Copy out every line in the entries below that includes "info".

** Dataset content follows **

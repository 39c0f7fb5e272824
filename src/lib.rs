pub mod api_types;
pub mod client;
pub mod config;
pub mod cors;
pub mod db;
pub mod errors;
pub mod handlers;
pub mod models;
pub mod rules;
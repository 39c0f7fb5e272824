use actix_web::{HttpResponse, web};
use sqlx::SqlitePool;

use crate::api_types::{BookingCreatedResponse, BookingRequest, CREATED_MESSAGE};
use crate::errors::AppError;
use crate::models::booking;

/// POST /api/v1/bookings - Validate and persist a booking
pub async fn create(
    pool: web::Data<SqlitePool>,
    body: web::Json<BookingRequest>,
) -> Result<HttpResponse, AppError> {
    let booking = booking::create_booking(&pool, &body.booking).await?;

    Ok(HttpResponse::Created().json(BookingCreatedResponse {
        message: CREATED_MESSAGE.to_string(),
        booking,
    }))
}

/// GET /api/v1/bookings - Every booking, for admin review
pub async fn list(pool: web::Data<SqlitePool>) -> Result<HttpResponse, AppError> {
    let bookings = booking::list_bookings(&pool).await?;
    Ok(HttpResponse::Ok().json(bookings))
}
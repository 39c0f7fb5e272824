pub mod bookings;

use actix_web::{HttpResponse, guard, web};

/// Answer any OPTIONS request under the API namespace that the CORS layer
/// did not already handle.
async fn preflight() -> HttpResponse {
    HttpResponse::Ok().finish()
}

/// Configure API v1 routes.
pub fn configure(cfg: &mut web::ServiceConfig) {
    // Guarded at resource level so other methods fall through to the routes below.
    cfg.service(
        web::resource("/{tail:.*}")
            .guard(guard::Options())
            .to(preflight),
    );
    cfg.service(
        web::resource("/bookings")
            .route(web::get().to(bookings::list))
            .route(web::post().to(bookings::create)),
    );
}
//! Submission lifecycle as an explicit finite-state machine.
//!
//! ```text
//! Idle -> Validating -> Invalid
//!                    -> Submitting -> Success
//!                                  -> Rejected
//!                                  -> RetryWait -> Submitting
//!                                  -> ExhaustedRetries
//! ```
//!
//! The machine performs no I/O. A driver feeds it events; see
//! [`SubmissionClient`](super::SubmissionClient).

use std::fmt;
use std::time::Duration;

use crate::rules::FieldErrors;

pub const DEFAULT_MAX_ATTEMPTS: u32 = 3;
pub const DEFAULT_ATTEMPT_TIMEOUT: Duration = Duration::from_secs(60);
pub const DEFAULT_RETRY_DELAY: Duration = Duration::from_secs(10);

#[derive(Debug, Clone, Copy, PartialEq, Eq)]
pub struct RetryPolicy {
    pub max_attempts: u32,
    pub attempt_timeout: Duration,
    pub retry_delay: Duration,
}

impl Default for RetryPolicy {
    fn default() -> Self {
        Self {
            max_attempts: DEFAULT_MAX_ATTEMPTS,
            attempt_timeout: DEFAULT_ATTEMPT_TIMEOUT,
            retry_delay: DEFAULT_RETRY_DELAY,
        }
    }
}

/// Why an attempt failed in a way worth retrying.
#[derive(Debug, Clone, PartialEq, Eq)]
pub enum Failure {
    Timeout,
    Network(String),
    UnexpectedStatus(u16),
}

impl fmt::Display for Failure {
    fn fmt(&self, f: &mut fmt::Formatter<'_>) -> fmt::Result {
        match self {
            Failure::Timeout => write!(f, "request timed out"),
            Failure::Network(e) => write!(f, "network error: {e}"),
            Failure::UnexpectedStatus(status) => write!(f, "unexpected status {status}"),
        }
    }
}

/// What one round-trip produced.
#[derive(Debug, Clone, PartialEq, Eq)]
pub enum AttemptResult {
    Created { booking_id: Option<i64> },
    Rejected(FieldErrors),
    Failed(Failure),
}

#[derive(Debug, Clone, PartialEq, Eq)]
pub enum State {
    Idle,
    Validating,
    Invalid(FieldErrors),
    Submitting { attempt: u32 },
    /// `attempt` is the attempt that just failed.
    RetryWait { attempt: u32, failure: Failure },
    Success { booking_id: Option<i64> },
    Rejected(FieldErrors),
    ExhaustedRetries { attempts: u32, failure: Failure },
}

impl State {
    fn name(&self) -> &'static str {
        match self {
            State::Idle => "Idle",
            State::Validating => "Validating",
            State::Invalid(_) => "Invalid",
            State::Submitting { .. } => "Submitting",
            State::RetryWait { .. } => "RetryWait",
            State::Success { .. } => "Success",
            State::Rejected(_) => "Rejected",
            State::ExhaustedRetries { .. } => "ExhaustedRetries",
        }
    }

    pub fn is_terminal(&self) -> bool {
        matches!(
            self,
            State::Invalid(_)
                | State::Success { .. }
                | State::Rejected(_)
                | State::ExhaustedRetries { .. }
        )
    }
}

#[derive(Debug, Clone, PartialEq, Eq)]
pub enum Event {
    Start,
    Validated(Result<(), FieldErrors>),
    Response(AttemptResult),
    RetryElapsed,
}

impl Event {
    fn name(&self) -> &'static str {
        match self {
            Event::Start => "Start",
            Event::Validated(_) => "Validated",
            Event::Response(_) => "Response",
            Event::RetryElapsed => "RetryElapsed",
        }
    }
}

#[derive(Debug, Clone, PartialEq, Eq)]
pub struct InvalidTransition {
    pub state: &'static str,
    pub event: &'static str,
}

impl fmt::Display for InvalidTransition {
    fn fmt(&self, f: &mut fmt::Formatter<'_>) -> fmt::Result {
        write!(f, "event {} is not accepted in state {}", self.event, self.state)
    }
}

impl std::error::Error for InvalidTransition {}

/// One submission's lifecycle. Create a new machine per submission.
#[derive(Debug, Clone)]
pub struct SubmissionMachine {
    state: State,
    max_attempts: u32,
}

impl SubmissionMachine {
    pub fn new(max_attempts: u32) -> Self {
        Self {
            state: State::Idle,
            max_attempts: max_attempts.max(1),
        }
    }

    pub fn state(&self) -> &State {
        &self.state
    }

    pub fn max_attempts(&self) -> u32 {
        self.max_attempts
    }

    /// A submission is underway: the trigger must stay disabled.
    pub fn is_active(&self) -> bool {
        matches!(
            self.state,
            State::Validating | State::Submitting { .. } | State::RetryWait { .. }
        )
    }

    /// Apply `event`. On an illegal transition the state is left unchanged.
    pub fn handle(&mut self, event: Event) -> Result<&State, InvalidTransition> {
        let next = match (&self.state, event) {
            (State::Idle, Event::Start) => State::Validating,
            (State::Validating, Event::Validated(Ok(()))) => State::Submitting { attempt: 1 },
            (State::Validating, Event::Validated(Err(errors))) => State::Invalid(errors),
            (State::Submitting { attempt }, Event::Response(result)) => {
                let attempt = *attempt;
                match result {
                    AttemptResult::Created { booking_id } => State::Success { booking_id },
                    AttemptResult::Rejected(errors) => State::Rejected(errors),
                    AttemptResult::Failed(failure) if attempt < self.max_attempts => {
                        State::RetryWait { attempt, failure }
                    }
                    AttemptResult::Failed(failure) => State::ExhaustedRetries {
                        attempts: attempt,
                        failure,
                    },
                }
            }
            (State::RetryWait { attempt, .. }, Event::RetryElapsed) => State::Submitting {
                attempt: attempt + 1,
            },
            (state, event) => {
                return Err(InvalidTransition {
                    state: state.name(),
                    event: event.name(),
                });
            }
        };

        log::debug!("Submission {} -> {}", self.state.name(), next.name());
        self.state = next;
        Ok(&self.state)
    }
}
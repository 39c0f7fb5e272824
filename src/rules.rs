//! Booking validation rules shared by the server and the submission client.
//!
//! Both sides run the same [`Validator`]; they differ only in the [`RuleSet`]
//! they pass. The server requires every field but interest and comments, the
//! client additionally requires an interest and restricts interest and room
//! type to the options it offers.

use std::fmt;
use std::sync::LazyLock;

use chrono::NaiveDate;
use regex::Regex;

use crate::models::booking::{BookingParams, NewBooking};

pub const BLANK: &str = "can't be blank";
pub const INVALID: &str = "is invalid";
pub const TAKEN: &str = "has already been taken";
pub const NOT_A_DATE: &str = "is not a valid date";
pub const NOT_AN_OPTION: &str = "is not included in the list";
pub const DEPARTURE_BEFORE_ARRIVAL: &str = "must be after the arrival date";

pub const DATE_FORMAT: &str = "%Y-%m-%d";

pub const INTEREST_OPTIONS: &[&str] = &[
    "Local Gastronomy",
    "Local Trips",
    "Out-door Sport Activities",
    "Spanish learning",
];

pub const ROOM_TYPE_OPTIONS: &[&str] = &[
    "Luxus Room",
    "Affordable Room",
    "Tied-Budget Room",
    "Double Room",
];

static EMAIL_RE: LazyLock<Regex> = LazyLock::new(|| {
    Regex::new(
        r"^[A-Za-z0-9.!#$%&'*+/=?^_`{|}~-]+@[A-Za-z0-9](?:[A-Za-z0-9-]{0,61}[A-Za-z0-9])?(?:\.[A-Za-z0-9](?:[A-Za-z0-9-]{0,61}[A-Za-z0-9])?)+$",
    )
    .expect("email pattern compiles")
});

/// A booking form field.
#[derive(Debug, Clone, Copy, PartialEq, Eq, Hash, PartialOrd, Ord)]
pub enum Field {
    FirstName,
    LastName,
    Email,
    Nationality,
    University,
    BirthDate,
    Interest,
    RoomType,
    ArrivalDate,
    DepartureDate,
    Comments,
}

impl Field {
    pub const ALL: [Field; 11] = [
        Field::FirstName,
        Field::LastName,
        Field::Email,
        Field::Nationality,
        Field::University,
        Field::BirthDate,
        Field::Interest,
        Field::RoomType,
        Field::ArrivalDate,
        Field::DepartureDate,
        Field::Comments,
    ];

    /// Key used on the wire and in the database.
    pub fn key(self) -> &'static str {
        match self {
            Field::FirstName => "first_name",
            Field::LastName => "last_name",
            Field::Email => "email",
            Field::Nationality => "nationality",
            Field::University => "university",
            Field::BirthDate => "birth_date",
            Field::Interest => "interest",
            Field::RoomType => "room_type",
            Field::ArrivalDate => "arrival_date",
            Field::DepartureDate => "departure_date",
            Field::Comments => "comments",
        }
    }

    /// Human label, used as the prefix of full error messages.
    pub fn label(self) -> &'static str {
        match self {
            Field::FirstName => "First name",
            Field::LastName => "Last name",
            Field::Email => "Email",
            Field::Nationality => "Nationality",
            Field::University => "University",
            Field::BirthDate => "Birth date",
            Field::Interest => "Interest",
            Field::RoomType => "Room type",
            Field::ArrivalDate => "Arrival date",
            Field::DepartureDate => "Departure date",
            Field::Comments => "Comments",
        }
    }
}

impl fmt::Display for Field {
    fn fmt(&self, f: &mut fmt::Formatter<'_>) -> fmt::Result {
        f.write_str(self.key())
    }
}

/// One violated rule. `field` is `None` for messages not tied to a field.
#[derive(Debug, Clone, PartialEq, Eq)]
pub struct FieldError {
    pub field: Option<Field>,
    pub message: String,
}

impl FieldError {
    pub fn full_message(&self) -> String {
        match self.field {
            Some(field) => format!("{} {}", field.label(), self.message),
            None => self.message.clone(),
        }
    }
}

/// Every violated rule of one validation run, in the order the rules ran.
#[derive(Debug, Clone, Default, PartialEq, Eq)]
pub struct FieldErrors {
    errors: Vec<FieldError>,
}

impl FieldErrors {
    pub fn new() -> Self {
        Self::default()
    }

    pub fn add(&mut self, field: Field, message: impl Into<String>) {
        self.errors.push(FieldError {
            field: Some(field),
            message: message.into(),
        });
    }

    pub fn add_base(&mut self, message: impl Into<String>) {
        self.errors.push(FieldError {
            field: None,
            message: message.into(),
        });
    }

    pub fn is_empty(&self) -> bool {
        self.errors.is_empty()
    }

    pub fn len(&self) -> usize {
        self.errors.len()
    }

    pub fn contains(&self, field: Field) -> bool {
        self.errors.iter().any(|e| e.field == Some(field))
    }

    /// First message recorded for `field`.
    pub fn get(&self, field: Field) -> Option<&str> {
        self.errors
            .iter()
            .find(|e| e.field == Some(field))
            .map(|e| e.message.as_str())
    }

    /// Fields with at least one error, without duplicates, in rule order.
    pub fn fields(&self) -> Vec<Field> {
        let mut fields = Vec::new();
        for field in self.errors.iter().filter_map(|e| e.field) {
            if !fields.contains(&field) {
                fields.push(field);
            }
        }
        fields
    }

    pub fn remove(&mut self, field: Field) {
        self.errors.retain(|e| e.field != Some(field));
    }

    pub fn iter(&self) -> impl Iterator<Item = &FieldError> {
        self.errors.iter()
    }

    pub fn full_messages(&self) -> Vec<String> {
        self.errors.iter().map(FieldError::full_message).collect()
    }

    /// Rebuild field errors from a flat list of full messages such as
    /// `"Email has already been taken"`. Unrecognised messages become base errors.
    pub fn from_full_messages<S: AsRef<str>>(messages: &[S]) -> Self {
        let mut errors = FieldErrors::new();
        for message in messages {
            let message = message.as_ref();
            let matched = Field::ALL
                .into_iter()
                .filter_map(|field| {
                    message
                        .strip_prefix(field.label())
                        .and_then(|rest| rest.strip_prefix(' '))
                        .map(|rest| (field, rest))
                })
                .max_by_key(|(field, _)| field.label().len());
            match matched {
                Some((field, rest)) => errors.add(field, rest),
                None => errors.add_base(message),
            }
        }
        errors
    }
}

impl fmt::Display for FieldErrors {
    fn fmt(&self, f: &mut fmt::Formatter<'_>) -> fmt::Result {
        write!(f, "{}", self.full_messages().join("; "))
    }
}

/// Which rules apply on a given side.
#[derive(Debug, Clone, Copy)]
pub struct RuleSet {
    pub required: &'static [Field],
    pub options: &'static [(Field, &'static [&'static str])],
}

impl RuleSet {
    pub const SERVER: RuleSet = RuleSet {
        required: &[
            Field::FirstName,
            Field::LastName,
            Field::Email,
            Field::Nationality,
            Field::University,
            Field::BirthDate,
            Field::RoomType,
            Field::ArrivalDate,
            Field::DepartureDate,
        ],
        options: &[],
    };

    pub const CLIENT: RuleSet = RuleSet {
        required: &[
            Field::FirstName,
            Field::LastName,
            Field::Email,
            Field::Nationality,
            Field::University,
            Field::BirthDate,
            Field::Interest,
            Field::RoomType,
            Field::ArrivalDate,
            Field::DepartureDate,
        ],
        options: &[
            (Field::Interest, INTEREST_OPTIONS),
            (Field::RoomType, ROOM_TYPE_OPTIONS),
        ],
    };
}

pub fn is_blank(value: &str) -> bool {
    value.trim().is_empty()
}

pub fn is_valid_email(value: &str) -> bool {
    EMAIL_RE.is_match(value.trim())
}

pub fn parse_date(value: &str) -> Option<NaiveDate> {
    NaiveDate::parse_from_str(value.trim(), DATE_FORMAT).ok()
}

/// Non-short-circuiting validator. Each phase appends to the same error set;
/// `finish` reports all of them at once.
pub struct Validator<'a> {
    params: &'a BookingParams,
    rules: &'a RuleSet,
    errors: FieldErrors,
}

impl<'a> Validator<'a> {
    pub fn new(params: &'a BookingParams, rules: &'a RuleSet) -> Self {
        Self {
            params,
            rules,
            errors: FieldErrors::new(),
        }
    }

    pub fn check_presence(&mut self) -> &mut Self {
        for &field in self.rules.required {
            if is_blank(self.params.value(field)) {
                self.errors.add(field, BLANK);
            }
        }
        self
    }

    pub fn check_email_format(&mut self) -> &mut Self {
        let email = self.params.value(Field::Email);
        if !is_blank(email) && !is_valid_email(email) {
            self.errors.add(Field::Email, INVALID);
        }
        self
    }

    pub fn check_options(&mut self) -> &mut Self {
        for &(field, allowed) in self.rules.options {
            let value = self.params.value(field).trim();
            if !value.is_empty() && !allowed.contains(&value) {
                self.errors.add(field, NOT_AN_OPTION);
            }
        }
        self
    }

    pub fn check_dates(&mut self) -> &mut Self {
        let mut parsed = |field: Field| {
            let value = self.params.value(field);
            if is_blank(value) {
                return None;
            }
            let date = parse_date(value);
            if date.is_none() {
                self.errors.add(field, NOT_A_DATE);
            }
            date
        };
        parsed(Field::BirthDate);
        let arrival = parsed(Field::ArrivalDate);
        let departure = parsed(Field::DepartureDate);

        if let (Some(arrival), Some(departure)) = (arrival, departure) {
            if arrival >= departure {
                self.errors.add(Field::DepartureDate, DEPARTURE_BEFORE_ARRIVAL);
            }
        }
        self
    }

    /// Run every built-in rule in order.
    pub fn check_all(&mut self) -> &mut Self {
        self.check_presence()
            .check_email_format()
            .check_options()
            .check_dates()
    }

    pub fn has_error(&self, field: Field) -> bool {
        self.errors.contains(field)
    }

    /// Record a violation found outside the built-in rules (e.g. uniqueness).
    pub fn add(&mut self, field: Field, message: impl Into<String>) {
        self.errors.add(field, message);
    }

    pub fn finish(mut self) -> Result<NewBooking, FieldErrors> {
        if !self.errors.is_empty() {
            return Err(self.errors);
        }

        let mut date = |field: Field| {
            let parsed = parse_date(self.params.value(field));
            if parsed.is_none() {
                self.errors.add(field, BLANK);
            }
            parsed
        };
        let dates = (
            date(Field::BirthDate),
            date(Field::ArrivalDate),
            date(Field::DepartureDate),
        );
        let (Some(birth_date), Some(arrival_date), Some(departure_date)) = dates else {
            return Err(self.errors);
        };

        let p = self.params;
        Ok(NewBooking {
            first_name: p.first_name.trim().to_string(),
            last_name: p.last_name.trim().to_string(),
            email: p.email.trim().to_string(),
            nationality: p.nationality.trim().to_string(),
            university: p.university.trim().to_string(),
            birth_date,
            interest: p.interest.trim().to_string(),
            room_type: p.room_type.trim().to_string(),
            arrival_date,
            departure_date,
            comments: p
                .comments
                .as_deref()
                .map(str::trim)
                .filter(|c| !c.is_empty())
                .map(str::to_string),
        })
    }
}

/// Run every built-in rule of `rules` against `params`.
pub fn validate(params: &BookingParams, rules: &RuleSet) -> Result<NewBooking, FieldErrors> {
    let mut validator = Validator::new(params, rules);
    validator.check_all();
    validator.finish()
}
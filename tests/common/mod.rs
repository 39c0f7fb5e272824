//! Shared test infrastructure.
//!
//! - `setup_test_db()` - temporary SQLite database with the schema applied
//! - `valid_params()` - a booking that passes every rule
//! - `test_app!` - actix service wired like the real server

#![allow(dead_code, unused_macros)]

use sqlx::SqlitePool;
use tempfile::TempDir;

use bookify::db;
use bookify::models::booking::BookingParams;

// ============================================================================
// TEST CONSTANTS
// ============================================================================

pub const TEST_EMAIL: &str = "ada@example.com";
pub const ALLOWED_ORIGIN: &str = "http://localhost:3007";

// ============================================================================
// DATABASE SETUP
// ============================================================================

/// A migrated database in a temp directory. Keep it alive for the pool to
/// stay valid.
pub struct TestDb {
    _dir: TempDir,
    pool: SqlitePool,
}

impl TestDb {
    pub fn pool(&self) -> &SqlitePool {
        &self.pool
    }
}

/// File-backed rather than in-memory so several pooled connections see the
/// same data, which the concurrency tests rely on.
pub async fn setup_test_db() -> TestDb {
    let dir = TempDir::new().expect("Failed to create temp dir");
    let url = format!("sqlite://{}", dir.path().join("test.db").display());
    let pool = db::init_pool(&url).await.expect("Failed to open test DB");
    db::run_migrations(&pool)
        .await
        .expect("Failed to run migrations");
    TestDb { _dir: dir, pool }
}

// ============================================================================
// FIXTURES
// ============================================================================

pub fn valid_params() -> BookingParams {
    params_with_email(TEST_EMAIL)
}

pub fn params_with_email(email: &str) -> BookingParams {
    BookingParams {
        first_name: "Ada".to_string(),
        last_name: "Lovelace".to_string(),
        email: email.to_string(),
        nationality: "British".to_string(),
        university: "University College London".to_string(),
        birth_date: "1995-12-10".to_string(),
        interest: "Local Trips".to_string(),
        room_type: "Double Room".to_string(),
        arrival_date: "2025-07-05".to_string(),
        departure_date: "2025-07-10".to_string(),
        comments: Some("Arriving late".to_string()),
    }
}

/// Build the app service the same way `main` does.
macro_rules! test_app {
    ($pool:expr) => {
        actix_web::test::init_service({
            let origins =
                bookify::cors::AllowedOrigins::new(vec![common::ALLOWED_ORIGIN.to_string()]);
            actix_web::App::new()
                .wrap(bookify::cors::cors(&origins))
                .wrap(actix_web::middleware::from_fn(
                    bookify::cors::drop_unlisted_origin,
                ))
                .app_data(actix_web::web::Data::new(origins))
                .app_data(actix_web::web::Data::new($pool.clone()))
                .configure(bookify::handlers::configure)
        })
        .await
    };
}
use std::env;

const DEFAULT_BIND: &str = "127.0.0.1:8080";
const DEFAULT_DATABASE_URL: &str = "sqlite://data/bookings.db";
const DEFAULT_ALLOWED_ORIGINS: &str = "http://localhost:3007,http://localhost:3001";

/// Server settings, read from the environment (and `.env` if present).
#[derive(Debug, Clone)]
pub struct Config {
    pub bind: String,
    pub database_url: String,
    pub allowed_origins: Vec<String>,
}

impl Config {
    pub fn from_env() -> Self {
        if dotenvy::dotenv().is_ok() {
            log::info!("Loaded .env file");
        }

        Self {
            bind: var_or("BOOKIFY_BIND", DEFAULT_BIND),
            database_url: var_or("DATABASE_URL", DEFAULT_DATABASE_URL),
            allowed_origins: parse_origins(&var_or(
                "BOOKIFY_ALLOWED_ORIGINS",
                DEFAULT_ALLOWED_ORIGINS,
            )),
        }
    }
}

fn var_or(key: &str, default: &str) -> String {
    match env::var(key) {
        Ok(val) if !val.trim().is_empty() => val,
        _ => {
            log::info!("{key} not set, using default: {default}");
            default.to_string()
        }
    }
}

/// Split a comma-separated origin list. Browsers send only scheme, host and
/// port in `Origin`, so any path is cut off and the resulting duplicates dropped.
pub fn parse_origins(raw: &str) -> Vec<String> {
    let mut origins: Vec<String> = Vec::new();
    for origin in raw.split(',').map(str::trim).filter(|o| !o.is_empty()) {
        let origin = match origin.find("://") {
            Some(scheme_end) => match origin[scheme_end + 3..].find('/') {
                Some(path_start) => &origin[..scheme_end + 3 + path_start],
                None => origin,
            },
            None => origin,
        };
        if !origins.iter().any(|o| o == origin) {
            origins.push(origin.to_string());
        }
    }
    origins
}
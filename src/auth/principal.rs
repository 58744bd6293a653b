//! The authenticated identity handed to request handlers.

use serde::{Deserialize, Serialize};
use serde_json::{Map, Value};

/// Subject of the principal produced by API-key authentication.
pub const INTERNAL_SUBJECT: &str = "internal_extension";

/// Scope of the principal produced by API-key authentication.
pub const INTERNAL_SCOPE: &str = "admin";

/// Claims of an authenticated caller.
///
/// For a verified token this is the token's full claim set; for an API key
/// it is the fixed `{sub: "internal_extension", scope: "admin"}` pair.
/// Immutable once created.
#[derive(Debug, Clone, PartialEq, Serialize, Deserialize)]
#[serde(transparent)]
pub struct Principal {
    claims: Map<String, Value>,
}

impl Principal {
    /// Wrap a verified claim set.
    pub fn from_claims(claims: Map<String, Value>) -> Self {
        Self { claims }
    }

    /// The synthetic principal for the extension's static API key.
    pub fn internal_extension() -> Self {
        let mut claims = Map::new();
        claims.insert("sub".to_string(), Value::from(INTERNAL_SUBJECT));
        claims.insert("scope".to_string(), Value::from(INTERNAL_SCOPE));
        Self { claims }
    }

    /// The `sub` claim, if it is a string.
    pub fn subject(&self) -> Option<&str> {
        self.claims.get("sub").and_then(Value::as_str)
    }

    /// The `scope` claim, if it is a string.
    pub fn scope(&self) -> Option<&str> {
        self.claims.get("scope").and_then(Value::as_str)
    }

    /// Whether the space-delimited `scope` claim grants `scope`.
    pub fn has_scope(&self, scope: &str) -> bool {
        self.scope()
            .is_some_and(|s| s.split_whitespace().any(|granted| granted == scope))
    }

    pub fn claim(&self, name: &str) -> Option<&Value> {
        self.claims.get(name)
    }

    pub fn claims(&self) -> &Map<String, Value> {
        &self.claims
    }

    pub fn into_claims(self) -> Map<String, Value> {
        self.claims
    }
}
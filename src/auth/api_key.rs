//! Static API key validation.

use sha2::{Digest, Sha256};

use crate::auth::error::AuthFailure;
use crate::auth::principal::Principal;

/// Checks a presented API key against the configured secret.
///
/// Only the SHA-256 digest of the secret is kept. Comparing fixed-length
/// digests in constant time leaks neither the matching prefix nor the
/// secret's length.
pub struct ApiKeyValidator {
    expected: Option<[u8; 32]>,
}

impl ApiKeyValidator {
    /// `None` rejects every key.
    pub fn new(secret: Option<&str>) -> Self {
        Self {
            expected: secret.map(digest),
        }
    }

    /// Return the internal-extension principal if `key` is the secret.
    pub fn validate(&self, key: &str) -> Result<Principal, AuthFailure> {
        let Some(expected) = &self.expected else {
            return Err(AuthFailure::InvalidApiKey(
                "API key authentication is not configured".to_string(),
            ));
        };

        if constant_time_eq(&digest(key), expected) {
            Ok(Principal::internal_extension())
        } else {
            Err(AuthFailure::InvalidApiKey(
                "presented key does not match".to_string(),
            ))
        }
    }
}

fn digest(value: &str) -> [u8; 32] {
    Sha256::digest(value.as_bytes()).into()
}

fn constant_time_eq(a: &[u8], b: &[u8]) -> bool {
    if a.len() != b.len() {
        return false;
    }
    a.iter().zip(b).fold(0u8, |acc, (x, y)| acc | (x ^ y)) == 0
}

** End of Dataset content **

Exercise response:
            log::info!("Loaded .env file");
            log::info!("{key} not set, using default: {default}");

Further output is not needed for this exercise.